### [THE PROBLEM]
Return every entry below without altering a word.

Collected data
== Segment start ==

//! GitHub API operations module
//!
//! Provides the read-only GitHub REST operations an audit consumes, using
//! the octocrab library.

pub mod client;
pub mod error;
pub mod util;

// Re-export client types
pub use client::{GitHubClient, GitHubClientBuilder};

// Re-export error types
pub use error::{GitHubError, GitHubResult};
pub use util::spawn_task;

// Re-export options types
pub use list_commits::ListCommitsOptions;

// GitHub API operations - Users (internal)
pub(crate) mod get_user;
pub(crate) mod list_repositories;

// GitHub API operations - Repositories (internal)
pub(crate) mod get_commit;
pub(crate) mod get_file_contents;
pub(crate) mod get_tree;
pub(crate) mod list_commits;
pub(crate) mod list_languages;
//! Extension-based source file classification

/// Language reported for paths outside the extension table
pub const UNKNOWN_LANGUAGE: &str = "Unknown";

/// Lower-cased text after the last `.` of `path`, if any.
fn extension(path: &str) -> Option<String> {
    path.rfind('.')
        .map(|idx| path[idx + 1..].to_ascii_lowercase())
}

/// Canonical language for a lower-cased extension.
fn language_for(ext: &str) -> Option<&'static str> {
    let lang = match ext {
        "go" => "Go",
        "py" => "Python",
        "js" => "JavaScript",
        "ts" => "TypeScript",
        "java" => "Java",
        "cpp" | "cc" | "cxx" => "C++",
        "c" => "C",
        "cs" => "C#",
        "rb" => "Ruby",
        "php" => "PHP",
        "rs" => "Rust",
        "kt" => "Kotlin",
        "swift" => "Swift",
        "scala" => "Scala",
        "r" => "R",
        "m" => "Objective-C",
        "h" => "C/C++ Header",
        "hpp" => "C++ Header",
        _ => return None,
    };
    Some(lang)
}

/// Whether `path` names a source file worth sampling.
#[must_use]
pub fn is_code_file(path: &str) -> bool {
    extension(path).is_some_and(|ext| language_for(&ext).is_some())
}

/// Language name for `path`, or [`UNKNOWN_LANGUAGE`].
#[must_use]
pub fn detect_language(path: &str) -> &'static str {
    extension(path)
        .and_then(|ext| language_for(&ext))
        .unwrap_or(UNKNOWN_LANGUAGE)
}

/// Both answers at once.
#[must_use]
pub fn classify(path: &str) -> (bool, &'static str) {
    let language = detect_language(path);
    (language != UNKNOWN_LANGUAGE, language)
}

== Segment end ==

### [TASK OUTPUT]
//! GitHub API operations module
//!
//! Provides the read-only GitHub REST operations an audit consumes, using
//! the octocrab library.

pub mod client;
pub mod error;
pub mod util;

// Re-export client types
pub use client::{GitHubClient, GitHubClientBuilder};

// Re-export error types
pub use error::{GitHubError, GitHubResult};
pub use util::spawn_task;

// Re-export options types
pub use list_commits::ListCommitsOptions;

// GitHub API operations - Users (internal)
pub(crate) mod get_user;
pub(crate) mod list_repositories;

// GitHub API operations - Repositories (internal)
pub(crate) mod get_commit;
pub(crate) mod get_file_contents;
pub(crate) mod get_tree;
pub(crate) mod list_commits;
pub(crate) mod list_languages;
//! Extension-based source file classification

/// Language reported for paths outside the extension table
pub const UNKNOWN_LANGUAGE: &str = "Unknown";

/// Lower-cased text after the last `.` of `path`, if any.
fn extension(path: &str) -> Option<String> {
    path.rfind('.')
        .map(|idx| path[idx + 1..].to_ascii_lowercase())
}

/// Canonical language for a lower-cased extension.
fn language_for(ext: &str) -> Option<&'static str> {
    let lang = match ext {
        "go" => "Go",
        "py" => "Python",
        "js" => "JavaScript",
        "ts" => "TypeScript",
        "java" => "Java",
        "cpp" | "cc" | "cxx" => "C++",
        "c" => "C",
        "cs" => "C#",
        "rb" => "Ruby",
        "php" => "PHP",
        "rs" => "Rust",
        "kt" => "Kotlin",
        "swift" => "Swift",
        "scala" => "Scala",
        "r" => "R",
        "m" => "Objective-C",
        "h" => "C/C++ Header",
        "hpp" => "C++ Header",
        _ => return None,
    };
    Some(lang)
}

/// Whether `path` names a source file worth sampling.
#[must_use]
pub fn is_code_file(path: &str) -> bool {
    extension(path).is_some_and(|ext| language_for(&ext).is_some())
}

/// Language name for `path`, or [`UNKNOWN_LANGUAGE`].
#[must_use]
pub fn detect_language(path: &str) -> &'static str {
    extension(path)
        .and_then(|ext| language_for(&ext))
        .unwrap_or(UNKNOWN_LANGUAGE)
}

/// Both answers at once.
#[must_use]
pub fn classify(path: &str) -> (bool, &'static str) {
    let language = detect_language(path);
    (language != UNKNOWN_LANGUAGE, language)
}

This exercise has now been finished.